Collection entries

= Beginning of Section =

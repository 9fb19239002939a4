use std::collections::{HashMap, HashSet};
use std::sync::Mutex;
use std::time::{Duration, Instant};

use async_trait::async_trait;

use crate::glob::glob_match;
use crate::kv::{KeyValueStore, StoreError};

/// In-process [`KeyValueStore`] backend.
///
/// Used by tests and by deployments that run without a shared store. Counters
/// and locks are only visible to the local process, so the cross-instance
/// guarantees of the Redis backend do not apply here.
#[derive(Default)]
pub struct MemoryStore {
    inner: Mutex<Inner>,
}

#[derive(Default)]
struct Inner {
    strings: HashMap<String, StringEntry>,
    windows: HashMap<String, WindowEntry>,
    sets: HashMap<String, SetEntry>,
    locks: HashMap<String, LockEntry>,
}

struct StringEntry {
    value: String,
    expires_at: Option<Instant>,
}

#[derive(Default)]
struct WindowEntry {
    entries: Vec<(i64, String)>,
    expires_at: Option<Instant>,
}

struct SetEntry {
    members: HashSet<String>,
    expires_at: Option<Instant>,
}

struct LockEntry {
    expires_at: Instant,
}

impl MemoryStore {
    pub fn new() -> Self {
        Self::default()
    }
}

fn expired(expires_at: Option<Instant>, now: Instant) -> bool {
    matches!(expires_at, Some(at) if at <= now)
}

#[async_trait]
impl KeyValueStore for MemoryStore {
    async fn window_record(
        &self,
        key: &str,
        cutoff_ms: i64,
        now_ms: i64,
        member: &str,
        ttl: Duration,
    ) -> Result<u64, StoreError> {
        let now = Instant::now();
        let mut inner = self.inner.lock().unwrap();
        let window = inner.windows.entry(key.to_string()).or_default();
        if expired(window.expires_at, now) {
            window.entries.clear();
        }
        window.entries.retain(|(score, _)| *score >= cutoff_ms);
        window.entries.push((now_ms, member.to_string()));
        window.expires_at = Some(now + ttl);
        Ok(window.entries.len() as u64)
    }

    async fn window_count(&self, key: &str, cutoff_ms: i64) -> Result<u64, StoreError> {
        let now = Instant::now();
        let mut inner = self.inner.lock().unwrap();
        match inner.windows.get_mut(key) {
            None => return Ok(0),
            Some(window) => {
                if !expired(window.expires_at, now) {
                    window.entries.retain(|(score, _)| *score >= cutoff_ms);
                    return Ok(window.entries.len() as u64);
                }
            }
        }
        // Window TTL elapsed; mirror the external store dropping the key.
        inner.windows.remove(key);
        Ok(0)
    }

    async fn get(&self, key: &str) -> Result<Option<String>, StoreError> {
        let now = Instant::now();
        let mut inner = self.inner.lock().unwrap();
        let hit = match inner.strings.get(key) {
            None => return Ok(None),
            Some(entry) if expired(entry.expires_at, now) => None,
            Some(entry) => Some(entry.value.clone()),
        };
        if hit.is_none() {
            inner.strings.remove(key);
        }
        Ok(hit)
    }

    async fn set(&self, key: &str, value: &str, ttl: Option<Duration>) -> Result<(), StoreError> {
        let mut inner = self.inner.lock().unwrap();
        inner.strings.insert(
            key.to_string(),
            StringEntry {
                value: value.to_string(),
                expires_at: ttl.map(|t| Instant::now() + t),
            },
        );
        Ok(())
    }

    async fn delete(&self, keys: &[String]) -> Result<u64, StoreError> {
        let mut inner = self.inner.lock().unwrap();
        let mut removed = 0;
        for key in keys {
            let hit = inner.strings.remove(key).is_some()
                || inner.windows.remove(key).is_some()
                || inner.sets.remove(key).is_some()
                || inner.locks.remove(key).is_some();
            if hit {
                removed += 1;
            }
        }
        Ok(removed)
    }

    async fn delete_matching(&self, pattern: &str) -> Result<u64, StoreError> {
        let mut inner = self.inner.lock().unwrap();
        let before =
            inner.strings.len() + inner.windows.len() + inner.sets.len() + inner.locks.len();
        inner.strings.retain(|key, _| !glob_match(pattern, key));
        inner.windows.retain(|key, _| !glob_match(pattern, key));
        inner.sets.retain(|key, _| !glob_match(pattern, key));
        inner.locks.retain(|key, _| !glob_match(pattern, key));
        let after =
            inner.strings.len() + inner.windows.len() + inner.sets.len() + inner.locks.len();
        Ok((before - after) as u64)
    }

    async fn set_add(
        &self,
        key: &str,
        member: &str,
        ttl: Option<Duration>,
    ) -> Result<(), StoreError> {
        let now = Instant::now();
        let mut inner = self.inner.lock().unwrap();
        let set = inner.sets.entry(key.to_string()).or_insert_with(|| SetEntry {
            members: HashSet::new(),
            expires_at: None,
        });
        if expired(set.expires_at, now) {
            set.members.clear();
            set.expires_at = None;
        }
        set.members.insert(member.to_string());
        match ttl {
            // Expiration only ever moves forward so the set outlives its
            // longest-lived member.
            Some(t) => {
                let candidate = now + t;
                set.expires_at = match set.expires_at {
                    Some(current) if current >= candidate => Some(current),
                    _ => Some(candidate),
                };
            }
            None => set.expires_at = None,
        }
        Ok(())
    }

    async fn set_members(&self, key: &str) -> Result<Vec<String>, StoreError> {
        let now = Instant::now();
        let mut inner = self.inner.lock().unwrap();
        let members = match inner.sets.get(key) {
            None => return Ok(Vec::new()),
            Some(set) if expired(set.expires_at, now) => None,
            Some(set) => Some(set.members.iter().cloned().collect()),
        };
        match members {
            Some(members) => Ok(members),
            None => {
                inner.sets.remove(key);
                Ok(Vec::new())
            }
        }
    }

    async fn try_acquire(
        &self,
        key: &str,
        _token: &str,
        ttl: Duration,
    ) -> Result<bool, StoreError> {
        let now = Instant::now();
        let mut inner = self.inner.lock().unwrap();
        if let Some(lock) = inner.locks.get(key)
            && lock.expires_at > now
        {
            return Ok(false);
        }
        inner.locks.insert(
            key.to_string(),
            LockEntry {
                expires_at: now + ttl,
            },
        );
        Ok(true)
    }

    async fn release(&self, key: &str) -> Result<(), StoreError> {
        let mut inner = self.inner.lock().unwrap();
        inner.locks.remove(key);
        Ok(())
    }
}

= End of Section =

TASK ITEM
This exercise requires all the entries to be written out again exactly.

YOUR RESPONSE
repository 9fb19239002939a4
use std::collections::{HashMap, HashSet};
use std::sync::Mutex;
use std::time::{Duration, Instant};

use async_trait::async_trait;

use crate::glob::glob_match;
use crate::kv::{KeyValueStore, StoreError};

/// In-process [`KeyValueStore`] backend.
///
/// Used by tests and by deployments that run without a shared store. Counters
/// and locks are only visible to the local process, so the cross-instance
/// guarantees of the Redis backend do not apply here.
#[derive(Default)]
pub struct MemoryStore {
    inner: Mutex<Inner>,
}

#[derive(Default)]
struct Inner {
    strings: HashMap<String, StringEntry>,
    windows: HashMap<String, WindowEntry>,
    sets: HashMap<String, SetEntry>,
    locks: HashMap<String, LockEntry>,
}

struct StringEntry {
    value: String,
    expires_at: Option<Instant>,
}

#[derive(Default)]
struct WindowEntry {
    entries: Vec<(i64, String)>,
    expires_at: Option<Instant>,
}

struct SetEntry {
    members: HashSet<String>,
    expires_at: Option<Instant>,
}

struct LockEntry {
    expires_at: Instant,
}

impl MemoryStore {
    pub fn new() -> Self {
        Self::default()
    }
}

fn expired(expires_at: Option<Instant>, now: Instant) -> bool {
    matches!(expires_at, Some(at) if at <= now)
}

#[async_trait]
impl KeyValueStore for MemoryStore {
    async fn window_record(
        &self,
        key: &str,
        cutoff_ms: i64,
        now_ms: i64,
        member: &str,
        ttl: Duration,
    ) -> Result<u64, StoreError> {
        let now = Instant::now();
        let mut inner = self.inner.lock().unwrap();
        let window = inner.windows.entry(key.to_string()).or_default();
        if expired(window.expires_at, now) {
            window.entries.clear();
        }
        window.entries.retain(|(score, _)| *score >= cutoff_ms);
        window.entries.push((now_ms, member.to_string()));
        window.expires_at = Some(now + ttl);
        Ok(window.entries.len() as u64)
    }

    async fn window_count(&self, key: &str, cutoff_ms: i64) -> Result<u64, StoreError> {
        let now = Instant::now();
        let mut inner = self.inner.lock().unwrap();
        match inner.windows.get_mut(key) {
            None => return Ok(0),
            Some(window) => {
                if !expired(window.expires_at, now) {
                    window.entries.retain(|(score, _)| *score >= cutoff_ms);
                    return Ok(window.entries.len() as u64);
                }
            }
        }
        // Window TTL elapsed; mirror the external store dropping the key.
        inner.windows.remove(key);
        Ok(0)
    }

    async fn get(&self, key: &str) -> Result<Option<String>, StoreError> {
        let now = Instant::now();
        let mut inner = self.inner.lock().unwrap();
        let hit = match inner.strings.get(key) {
            None => return Ok(None),
            Some(entry) if expired(entry.expires_at, now) => None,
            Some(entry) => Some(entry.value.clone()),
        };
        if hit.is_none() {
            inner.strings.remove(key);
        }
        Ok(hit)
    }

    async fn set(&self, key: &str, value: &str, ttl: Option<Duration>) -> Result<(), StoreError> {
        let mut inner = self.inner.lock().unwrap();
        inner.strings.insert(
            key.to_string(),
            StringEntry {
                value: value.to_string(),
                expires_at: ttl.map(|t| Instant::now() + t),
            },
        );
        Ok(())
    }

    async fn delete(&self, keys: &[String]) -> Result<u64, StoreError> {
        let mut inner = self.inner.lock().unwrap();
        let mut removed = 0;
        for key in keys {
            let hit = inner.strings.remove(key).is_some()
                || inner.windows.remove(key).is_some()
                || inner.sets.remove(key).is_some()
                || inner.locks.remove(key).is_some();
            if hit {
                removed += 1;
            }
        }
        Ok(removed)
    }

    async fn delete_matching(&self, pattern: &str) -> Result<u64, StoreError> {
        let mut inner = self.inner.lock().unwrap();
        let before =
            inner.strings.len() + inner.windows.len() + inner.sets.len() + inner.locks.len();
        inner.strings.retain(|key, _| !glob_match(pattern, key));
        inner.windows.retain(|key, _| !glob_match(pattern, key));
        inner.sets.retain(|key, _| !glob_match(pattern, key));
        inner.locks.retain(|key, _| !glob_match(pattern, key));
        let after =
            inner.strings.len() + inner.windows.len() + inner.sets.len() + inner.locks.len();
        Ok((before - after) as u64)
    }

    async fn set_add(
        &self,
        key: &str,
        member: &str,
        ttl: Option<Duration>,
    ) -> Result<(), StoreError> {
        let now = Instant::now();
        let mut inner = self.inner.lock().unwrap();
        let set = inner.sets.entry(key.to_string()).or_insert_with(|| SetEntry {
            members: HashSet::new(),
            expires_at: None,
        });
        if expired(set.expires_at, now) {
            set.members.clear();
            set.expires_at = None;
        }
        set.members.insert(member.to_string());
        match ttl {
            // Expiration only ever moves forward so the set outlives its
            // longest-lived member.
            Some(t) => {
                let candidate = now + t;
                set.expires_at = match set.expires_at {
                    Some(current) if current >= candidate => Some(current),
                    _ => Some(candidate),
                };
            }
            None => set.expires_at = None,
        }
        Ok(())
    }

    async fn set_members(&self, key: &str) -> Result<Vec<String>, StoreError> {
        let now = Instant::now();
        let mut inner = self.inner.lock().unwrap();
        let members = match inner.sets.get(key) {
            None => return Ok(Vec::new()),
            Some(set) if expired(set.expires_at, now) => None,
            Some(set) => Some(set.members.iter().cloned().collect()),
        };
        match members {
            Some(members) => Ok(members),
            None => {
                inner.sets.remove(key);
                Ok(Vec::new())
            }
        }
    }

    async fn try_acquire(
        &self,
        key: &str,
        _token: &str,
        ttl: Duration,
    ) -> Result<bool, StoreError> {
        let now = Instant::now();
        let mut inner = self.inner.lock().unwrap();
        if let Some(lock) = inner.locks.get(key)
            && lock.expires_at > now
        {
            return Ok(false);
        }
        inner.locks.insert(
            key.to_string(),
            LockEntry {
                expires_at: now + ttl,
            },
        );
        Ok(true)
    }

    async fn release(&self, key: &str) -> Result<(), StoreError> {
        let mut inner = self.inner.lock().unwrap();
        inner.locks.remove(key);
        Ok(())
    }
}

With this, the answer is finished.